Given records:
use std::fmt::Display;
use std::fs::File;
use std::io::Write;
use std::path::Path;

use serde::Serialize;

use crate::error::ReportResult;
use crate::estimator::ScaleUpOption;
use crate::resources::{CsiNode, Meta};

/// Something that wants to hear about each row a command produces.
pub trait Reporter<R> {
    fn report(&mut self, row: &R) -> ReportResult<()>;

    fn finish(&mut self) -> ReportResult<()> {
        Ok(())
    }
}

pub struct JointReporter<R> {
    pub reporters: Vec<Box<dyn Reporter<R>>>,
}

impl<R> Reporter<R> for JointReporter<R> {
    fn report(&mut self, row: &R) -> ReportResult<()> {
        for r in &mut self.reporters {
            r.report(row)?;
        }
        Ok(())
    }

    fn finish(&mut self) -> ReportResult<()> {
        for r in &mut self.reporters {
            r.finish()?;
        }
        Ok(())
    }
}

/// Prints rows in their human readable form.
#[derive(Debug, Default)]
pub struct StdoutReporter {
    rows: usize,
}

impl<R: Display> Reporter<R> for StdoutReporter {
    fn report(&mut self, row: &R) -> ReportResult<()> {
        println!("{}", row);
        self.rows += 1;
        Ok(())
    }

    fn finish(&mut self) -> ReportResult<()> {
        println!("Reported {} rows", self.rows);
        Ok(())
    }
}

/// Writes one JSON object per row.
pub struct JsonReporter<W: Write> {
    writer: W,
}

impl<W: Write> JsonReporter<W> {
    pub fn new(writer: W) -> Self {
        Self { writer }
    }
}

impl<R: Serialize, W: Write> Reporter<R> for JsonReporter<W> {
    fn report(&mut self, row: &R) -> ReportResult<()> {
        serde_json::to_writer(&mut self.writer, row)?;
        writeln!(self.writer)?;
        Ok(())
    }

    fn finish(&mut self) -> ReportResult<()> {
        self.writer.flush()?;
        Ok(())
    }
}

/// Writes rows to a CSV file, with a header taken from the row's fields.
pub struct CSVReporter {
    writer: csv::Writer<File>,
}

impl CSVReporter {
    pub fn new(path: &Path) -> ReportResult<Self> {
        Ok(Self {
            writer: csv::Writer::from_path(path)?,
        })
    }
}

impl<R: Serialize> Reporter<R> for CSVReporter {
    fn report(&mut self, row: &R) -> ReportResult<()> {
        self.writer.serialize(row)?;
        Ok(())
    }

    fn finish(&mut self) -> ReportResult<()> {
        self.writer.flush()?;
        Ok(())
    }
}

#[derive(Clone, Debug, PartialEq, Eq, Serialize)]
pub struct CsiNodeRow {
    pub name: String,
    /// `driver=count` pairs separated by `;`, `-` marks an unknown attach limit.
    pub drivers: String,
}

impl From<&CsiNode> for CsiNodeRow {
    fn from(csi_node: &CsiNode) -> Self {
        let drivers = csi_node
            .spec
            .drivers
            .iter()
            .map(|d| match d.allocatable.as_ref().and_then(|a| a.count) {
                Some(count) => format!("{}={}", d.name, count),
                None => format!("{}=-", d.name),
            })
            .collect::<Vec<_>>()
            .join(";");
        Self {
            name: csi_node.name().to_owned(),
            drivers,
        }
    }
}

impl Display for CsiNodeRow {
    fn fmt(&self, f: &mut std::fmt::Formatter<'_>) -> std::fmt::Result {
        write!(f, "{: <30} {}", self.name, self.drivers)
    }
}

/// The outcome of replaying one step of a script.
#[derive(Clone, Debug, PartialEq, Eq, Serialize)]
pub struct StepRow {
    pub step: usize,
    pub op: String,
    pub depth: usize,
    pub csi_nodes: usize,
    pub error: Option<String>,
}

impl Display for StepRow {
    fn fmt(&self, f: &mut std::fmt::Formatter<'_>) -> std::fmt::Result {
        write!(
            f,
            "step={: >4} op={: <10} depth={: >3} csi_nodes={: >5}",
            self.step, self.op, self.depth, self.csi_nodes
        )?;
        if let Some(error) = &self.error {
            write!(f, " error={:?}", error)?;
        }
        Ok(())
    }
}

#[derive(Clone, Debug, PartialEq, Eq, Serialize)]
pub struct OptionRow {
    pub node_group: String,
    pub node_count: usize,
    pub scheduled: usize,
    pub unschedulable: usize,
}

impl From<&ScaleUpOption> for OptionRow {
    fn from(option: &ScaleUpOption) -> Self {
        Self {
            node_group: option.node_group.clone(),
            node_count: option.node_count,
            scheduled: option.scheduled.len(),
            unschedulable: option.unschedulable.len(),
        }
    }
}

impl Display for OptionRow {
    fn fmt(&self, f: &mut std::fmt::Formatter<'_>) -> std::fmt::Result {
        write!(
            f,
            "node_group={: <20} nodes={: >4} scheduled={: >5} unschedulable={: >5}",
            self.node_group, self.node_count, self.scheduled, self.unschedulable
        )
    }
}
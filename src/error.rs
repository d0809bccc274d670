//! Error types for snapshots, cloud providers and configuration.

use std::path::PathBuf;

use thiserror::Error;

/// Errors from domain snapshots. Neither variant leaves a partial mutation behind.
#[derive(Debug, Clone, PartialEq, Eq, Error)]
pub enum SnapshotError {
    #[error("{kind} {name:?} not found")]
    NotFound { kind: &'static str, name: String },

    #[error("{kind} {name:?} already exists in the snapshot")]
    AlreadyExists { kind: &'static str, name: String },
}

pub type SnapshotResult<T> = Result<T, SnapshotError>;

/// Errors returned through the cloud provider capability traits.
#[derive(Debug, Clone, PartialEq, Eq, Error)]
pub enum CloudProviderError {
    #[error("not implemented")]
    NotImplemented,

    #[error("node group {0:?} not found")]
    NodeGroupNotFound(String),

    #[error("invalid node group size delta {0}")]
    InvalidDelta(i64),

    #[error("node group {group:?} size {size} outside of [{min}, {max}]")]
    SizeOutOfRange {
        group: String,
        size: i64,
        min: usize,
        max: usize,
    },

    #[error("node {node:?} does not belong to node group {group:?}")]
    NodeNotInGroup { node: String, group: String },
}

pub type CloudProviderResult<T> = Result<T, CloudProviderError>;

/// Errors loading scenario files.
#[derive(Debug, Error)]
pub enum ConfigError {
    #[error("failed to read {path:?}: {source}")]
    Io {
        path: PathBuf,
        #[source]
        source: std::io::Error,
    },

    #[error("failed to parse {path:?}: {source}")]
    Parse {
        path: PathBuf,
        #[source]
        source: serde_yaml::Error,
    },

    #[error("invalid config: {0}")]
    Invalid(String),
}

pub type ConfigResult<T> = Result<T, ConfigError>;

/// Errors aborting a scale-up estimation.
#[derive(Debug, Clone, PartialEq, Eq, Error)]
pub enum EstimatorError {
    #[error(transparent)]
    Snapshot(#[from] SnapshotError),

    #[error(transparent)]
    CloudProvider(#[from] CloudProviderError),
}

pub type EstimatorResult<T> = Result<T, EstimatorError>;

/// Errors writing reports.
#[derive(Debug, Error)]
pub enum ReportError {
    #[error("failed to write csv report: {0}")]
    Csv(#[from] csv::Error),

    #[error("failed to write json report: {0}")]
    Json(#[from] serde_json::Error),

    #[error(transparent)]
    Io(#[from] std::io::Error),
}

pub type ReportResult<T> = Result<T, ReportError>;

About this task: Your response should be the count of lines in the material above that contain "SnapshotError", with nothing added.

Problem solution: 3